— ASSIGNED TASK —
Only one stretch of the records below is wanted: the lines from the one holding "stdout.write_all(output.as_bytes())?;" through the one holding "an uppercase letter.". Return it exactly, both ends included.

— LISTED RECORDS —
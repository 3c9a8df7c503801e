//! Raw document acquisition.
//!
//! Loads the catalog document from a local path or URL, works out which
//! extraction variant applies, and flattens PDFs to text with
//! [`pdf_extract`].

use std::path::Path;

use response_codes_catalog_models::SourceVariant;

use crate::ExtractError;

/// A downloaded or read document, before text extraction.
#[derive(Debug, Clone)]
pub struct RawSource {
    /// Path or URL the document came from.
    pub location: String,
    /// `Content-Type` reported by the server, for URLs.
    pub content_type: Option<String>,
    /// Document bytes.
    pub bytes: Vec<u8>,
}

/// Whether `location` should be fetched over HTTP.
#[must_use]
pub fn is_url(location: &str) -> bool {
    location.starts_with("http://") || location.starts_with("https://")
}

/// Reads `location` from disk, or downloads it when it is a URL.
///
/// # Errors
///
/// * [`ExtractError::Http`] if the download fails or returns a non-success
///   status.
/// * [`ExtractError::Io`] if the file cannot be read.
pub async fn load_source(location: &str) -> Result<RawSource, ExtractError> {
    if is_url(location) {
        let response = reqwest::get(location).await?.error_for_status()?;
        let content_type = response
            .headers()
            .get(reqwest::header::CONTENT_TYPE)
            .and_then(|value| value.to_str().ok())
            .map(str::to_owned);
        let bytes = response.bytes().await?.to_vec();

        log::debug!("Downloaded {} bytes from {location}", bytes.len());

        Ok(RawSource {
            location: location.to_owned(),
            content_type,
            bytes,
        })
    } else {
        let bytes = tokio::fs::read(location).await?;

        log::debug!("Read {} bytes from {location}", bytes.len());

        Ok(RawSource {
            location: location.to_owned(),
            content_type: None,
            bytes,
        })
    }
}

impl RawSource {
    /// Creates a source from in-memory bytes.
    #[must_use]
    pub fn from_bytes(location: &str, bytes: impl Into<Vec<u8>>) -> Self {
        Self {
            location: location.to_owned(),
            content_type: None,
            bytes: bytes.into(),
        }
    }

    /// Whether the bytes are a PDF document.
    #[must_use]
    pub fn is_pdf(&self) -> bool {
        self.bytes.starts_with(b"%PDF")
    }

    /// Picks the extraction variant from the content type, the file
    /// extension, then the leading bytes.
    #[must_use]
    pub fn detect_variant(&self) -> SourceVariant {
        if let Some(content_type) = self.content_type.as_deref() {
            if content_type.contains("html") {
                return SourceVariant::Html;
            }
            if content_type.contains("pdf") {
                return SourceVariant::Text;
            }
        }

        let extension = Path::new(self.location.split(['?', '#']).next().unwrap_or_default())
            .extension()
            .and_then(|ext| ext.to_str())
            .map(str::to_ascii_lowercase);
        match extension.as_deref() {
            Some("html" | "htm" | "aspx") => return SourceVariant::Html,
            Some("pdf" | "txt") => return SourceVariant::Text,
            _ => {}
        }

        if self.is_pdf() {
            return SourceVariant::Text;
        }

        let head: String = String::from_utf8_lossy(&self.bytes[..self.bytes.len().min(512)])
            .trim_start()
            .to_ascii_lowercase();
        if head.starts_with("<!doctype html") || head.starts_with("<html") {
            SourceVariant::Html
        } else {
            SourceVariant::Text
        }
    }

    /// Converts the document to the text the chosen variant consumes.
    ///
    /// PDFs are flattened page by page; anything else is decoded as UTF-8.
    ///
    /// # Errors
    ///
    /// Returns [`ExtractError::Pdf`] if the PDF cannot be flattened.
    pub fn into_text(self) -> Result<String, ExtractError> {
        if self.is_pdf() {
            let text = pdf_extract::extract_text_from_mem(&self.bytes).map_err(|e| {
                ExtractError::Pdf(format!("failed to extract text from {}: {e}", self.location))
            })?;

            log::debug!(
                "Extracted {} characters of text from {}",
                text.len(),
                self.location
            );

            return Ok(text);
        }

        Ok(match String::from_utf8(self.bytes) {
            Ok(text) => text,
            Err(e) => String::from_utf8_lossy(e.as_bytes()).into_owned(),
        })
    }
}

#[cfg(test)]
mod tests {
    use super::*;

    #[test]
    fn recognizes_urls() {
        assert!(is_url("https://learn.microsoft.com/responsecode"));
        assert!(is_url("http://localhost:8080/codes.html"));
        assert!(!is_url("appendix_a.pdf"));
    }

    #[test]
    fn content_type_wins_over_extension() {
        let source = RawSource {
            location: "https://example.com/codes.pdf".to_owned(),
            content_type: Some("text/html; charset=utf-8".to_owned()),
            bytes: Vec::new(),
        };
        assert_eq!(source.detect_variant(), SourceVariant::Html);
    }

    #[test]
    fn detects_variant_from_extension() {
        assert_eq!(
            RawSource::from_bytes("appendix_a.PDF", "").detect_variant(),
            SourceVariant::Text
        );
        assert_eq!(
            RawSource::from_bytes("https://example.com/codes.html?view=1", "").detect_variant(),
            SourceVariant::Html
        );
    }

    #[test]
    fn sniffs_markup_and_pdf_headers() {
        assert_eq!(
            RawSource::from_bytes("page", "  <!DOCTYPE html><html></html>").detect_variant(),
            SourceVariant::Html
        );
        assert_eq!(
            RawSource::from_bytes("blob", "%PDF-1.7\n").detect_variant(),
            SourceVariant::Text
        );
        assert_eq!(
            RawSource::from_bytes("dump", "NoError\nNo error.\n").detect_variant(),
            SourceVariant::Text
        );
    }

    #[test]
    fn plain_text_passes_through() {
        let text = RawSource::from_bytes("dump.txt", "NoError\n").into_text().unwrap();
        assert_eq!(text, "NoError\n");
    }

    #[tokio::test]
    async fn missing_file_reports_io_error() {
        let err = load_source("/nonexistent/response_codes/appendix.pdf")
            .await
            .unwrap_err();
        assert!(matches!(err, ExtractError::Io(_)));
    }
}
#![cfg_attr(feature = "fail-on-warnings", deny(warnings))]
#![warn(clippy::all, clippy::pedantic, clippy::nursery, clippy::cargo)]
#![allow(clippy::multiple_crate_versions, clippy::cargo_common_metadata)]

//! CLI entry point for the response code generator.
//!
//! Reads a response code catalog (PDF, flattened text or an HTML page,
//! from disk or a URL) and prints the generated enum and lookup tables to
//! stdout. Logs go to stderr; set `RUST_LOG` to control verbosity.

use std::io::Write as _;

use clap::Parser;
use response_codes_catalog_models::SourceVariant;
use response_codes_cli::{PipelineOptions, run};
use response_codes_codegen::{CxxOptions, ModelOptions, OutputFormat, RenderOptions};

#[derive(Parser)]
#[command(
    name = "response_codes",
    about = "Generate response code enums from vendor documentation"
)]
struct Cli {
    /// Path or URL of the catalog document
    source: String,

    /// Extraction variant (`text` or `html`). Detected from the document
    /// when omitted.
    #[arg(long)]
    variant: Option<String>,

    /// Output format (`cxx`, `rust` or `json`)
    #[arg(long, default_value = "cxx")]
    format: String,

    /// Namespace wrapping the generated C++ code
    #[arg(long, default_value = "ews")]
    namespace: String,

    /// Append each record's comments to its description
    #[arg(long)]
    with_comments: bool,

    /// Print the sanitized records as JSON instead of generated code
    #[arg(long)]
    dump_records: bool,
}

#[tokio::main]
async fn main() -> Result<(), Box<dyn std::error::Error>> {
    pretty_env_logger::init();
    let cli = Cli::parse();

    let variant = cli
        .variant
        .as_deref()
        .map(|value| {
            value
                .parse::<SourceVariant>()
                .map_err(|e| format!("Unknown variant '{value}': {e}"))
        })
        .transpose()?;
    let format = cli
        .format
        .parse::<OutputFormat>()
        .map_err(|e| format!("Unknown format '{}': {e}", cli.format))?;

    let options = PipelineOptions {
        variant,
        model: ModelOptions {
            include_comments: cli.with_comments,
        },
        render: RenderOptions {
            format,
            cxx: CxxOptions::default().with_namespace(&cli.namespace),
            ..RenderOptions::default()
        },
        dump_records: cli.dump_records,
    };

    let output = run(&cli.source, &options).await?;

    let mut stdout = std::io::stdout().lock();
    stdout.write_all(output.as_bytes())?;
    stdout.flush()?;

    Ok(())
}
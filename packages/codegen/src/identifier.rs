//! `CamelCase` key to `snake_case` identifier conversion.

use std::sync::LazyLock;

use regex::Regex;

/// Boundary before a capitalized word run (`xAbc` → `x_Abc`).
static WORD_START_RE: LazyLock<Regex> =
    LazyLock::new(|| Regex::new(r"(.)([A-Z][a-z]+)").expect("valid regex"));

/// Boundary between a lowercase letter or digit and an uppercase letter.
static CASE_CHANGE_RE: LazyLock<Regex> =
    LazyLock::new(|| Regex::new(r"([a-z0-9])([A-Z])").expect("valid regex"));

/// Converts a record key to its generated symbol name.
///
/// ```
/// use response_codes_codegen::identifier::to_snake_case;
///
/// assert_eq!(to_snake_case("ErrorAccessDenied"), "error_access_denied");
/// assert_eq!(to_snake_case("ErrorIPv4Blocked"), "error_i_pv4_blocked");
/// ```
#[must_use]
pub fn to_snake_case(key: &str) -> String {
    let first = WORD_START_RE.replace_all(key, "${1}_${2}");
    CASE_CHANGE_RE
        .replace_all(&first, "${1}_${2}")
        .to_lowercase()
}

/// Re-cases an identifier produced by [`to_snake_case`] as `UpperCamelCase`.
#[must_use]
pub fn snake_to_upper_camel(identifier: &str) -> String {
    identifier
        .split('_')
        .filter(|part| !part.is_empty())
        .map(|part| {
            let mut chars = part.chars();
            chars.next().map_or_else(String::new, |first| {
                first.to_uppercase().chain(chars).collect()
            })
        })
        .collect()
}
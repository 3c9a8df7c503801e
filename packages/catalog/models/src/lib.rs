#![cfg_attr(feature = "fail-on-warnings", deny(warnings))]
#![warn(clippy::all, clippy::pedantic, clippy::nursery, clippy::cargo)]
#![allow(clippy::multiple_crate_versions)]

//! Response code record types and catalog constants.
//!
//! A response code catalog is a single ordered list of named status codes
//! (`NoError`, `ErrorAccessDenied`, ...) scraped from vendor documentation.
//! This crate defines the [`ResponseCode`] record shared by the extraction
//! and code generation crates, plus the fixed markers the extraction
//! heuristics key off.

use serde::{Deserialize, Serialize};
use strum_macros::{AsRefStr, Display, EnumString};

/// Prefix every regular record key starts with.
pub const KEY_PREFIX: &str = "Error";

/// The catalog's "no error" entry. Always the first record of a
/// well-formed catalog.
pub const SENTINEL_KEY: &str = "NoError";

/// Trailing phrase that closes a description which has no final period.
pub const CATCH_ALL_SUFFIX: &str = "various messages";

/// Marker used in place of a description that does not apply.
pub const NOT_APPLICABLE: &str = "N/A";

/// Lines shorter than this (in characters) are treated as a continuation
/// of a wrapped applicability field.
pub const APPLICABILITY_WRAP_THRESHOLD: usize = 31;

/// Marker that introduces a bullet item in the source document.
pub const BULLET_MARKER: char = '-';

/// Normalized bullet prefix written into the comments field.
pub const NORMALIZED_BULLET: &str = "* ";

/// Where the raw catalog text came from, which decides the extraction
/// strategy.
#[derive(
    Debug,
    Clone,
    Copy,
    PartialEq,
    Eq,
    Hash,
    Serialize,
    Deserialize,
    Display,
    EnumString,
    AsRefStr,
)]
#[serde(rename_all = "lowercase")]
#[strum(serialize_all = "lowercase")]
pub enum SourceVariant {
    /// Linearized text, typically flattened from a PDF appendix.
    Text,
    /// An HTML page carrying the catalog as a table.
    Html,
}

/// One entry of the response code catalog.
#[derive(Debug, Clone, Default, PartialEq, Eq, Serialize, Deserialize)]
pub struct ResponseCode {
    /// The code as written in the source document (e.g.
    /// `"ErrorAccessDenied"`).
    pub key: String,
    /// Human readable explanation of the code.
    pub description: String,
    /// Operations the code applies to. Only the text variant carries it.
    #[serde(default, skip_serializing_if = "Option::is_none")]
    pub applicability: Option<String>,
    /// Free-form remarks, one bullet per line. Only the text variant
    /// carries it.
    #[serde(default, skip_serializing_if = "Option::is_none")]
    pub comments: Option<String>,
}

impl ResponseCode {
    /// Creates a record with the given key and an empty description.
    #[must_use]
    pub fn new(key: impl Into<String>) -> Self {
        Self {
            key: key.into(),
            ..Self::default()
        }
    }

    /// Creates a record carrying every field the text variant collects.
    #[must_use]
    pub fn with_text_fields(key: impl Into<String>) -> Self {
        Self {
            key: key.into(),
            description: String::new(),
            applicability: Some(String::new()),
            comments: Some(String::new()),
        }
    }

    /// Sets the description.
    #[must_use]
    pub fn with_description(mut self, description: impl Into<String>) -> Self {
        self.description = description.into();
        self
    }

    /// Whether this is the catalog's "no error" entry.
    #[must_use]
    pub fn is_sentinel(&self) -> bool {
        self.key == SENTINEL_KEY
    }
}

impl std::fmt::Display for ResponseCode {
    fn fmt(&self, f: &mut std::fmt::Formatter<'_>) -> std::fmt::Result {
        write!(
            f,
            "Response Code: '{}' Message: '{}' Applicable Methods: '{}' Comments: '{}'",
            self.key,
            self.description,
            self.applicability.as_deref().unwrap_or_default(),
            self.comments.as_deref().unwrap_or_default(),
        )
    }
}

#[cfg(test)]
mod tests {
    use std::str::FromStr as _;

    use super::*;

    #[test]
    fn source_variant_round_trips_through_strings() {
        assert_eq!(SourceVariant::from_str("html").unwrap(), SourceVariant::Html);
        assert_eq!(SourceVariant::Text.to_string(), "text");
        assert!(SourceVariant::from_str("pdf").is_err());
    }

    #[test]
    fn sentinel_is_recognized() {
        assert!(ResponseCode::new("NoError").is_sentinel());
        assert!(!ResponseCode::new("ErrorAccessDenied").is_sentinel());
    }

    #[test]
    fn html_records_serialize_without_text_only_fields() {
        let record = ResponseCode::new("NoError").with_description("No error occurred.");
        let json = serde_json::to_value(&record).unwrap();
        assert_eq!(json["key"], "NoError");
        assert!(json.get("applicability").is_none());
        assert!(json.get("comments").is_none());
    }

    #[test]
    fn text_records_start_with_empty_optional_fields() {
        let record = ResponseCode::with_text_fields("ErrorAccessDenied");
        assert_eq!(record.applicability.as_deref(), Some(""));
        assert_eq!(record.comments.as_deref(), Some(""));
    }
}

— TASK RESULT —
    stdout.write_all(output.as_bytes())?;
    stdout.flush()?;

    Ok(())
}
filename packages/codegen/src/identifier.rs
//! `CamelCase` key to `snake_case` identifier conversion.

use std::sync::LazyLock;

use regex::Regex;

/// Boundary before a capitalized word run (`xAbc` → `x_Abc`).
static WORD_START_RE: LazyLock<Regex> =
    LazyLock::new(|| Regex::new(r"(.)([A-Z][a-z]+)").expect("valid regex"));

/// Boundary between a lowercase letter or digit and an uppercase letter.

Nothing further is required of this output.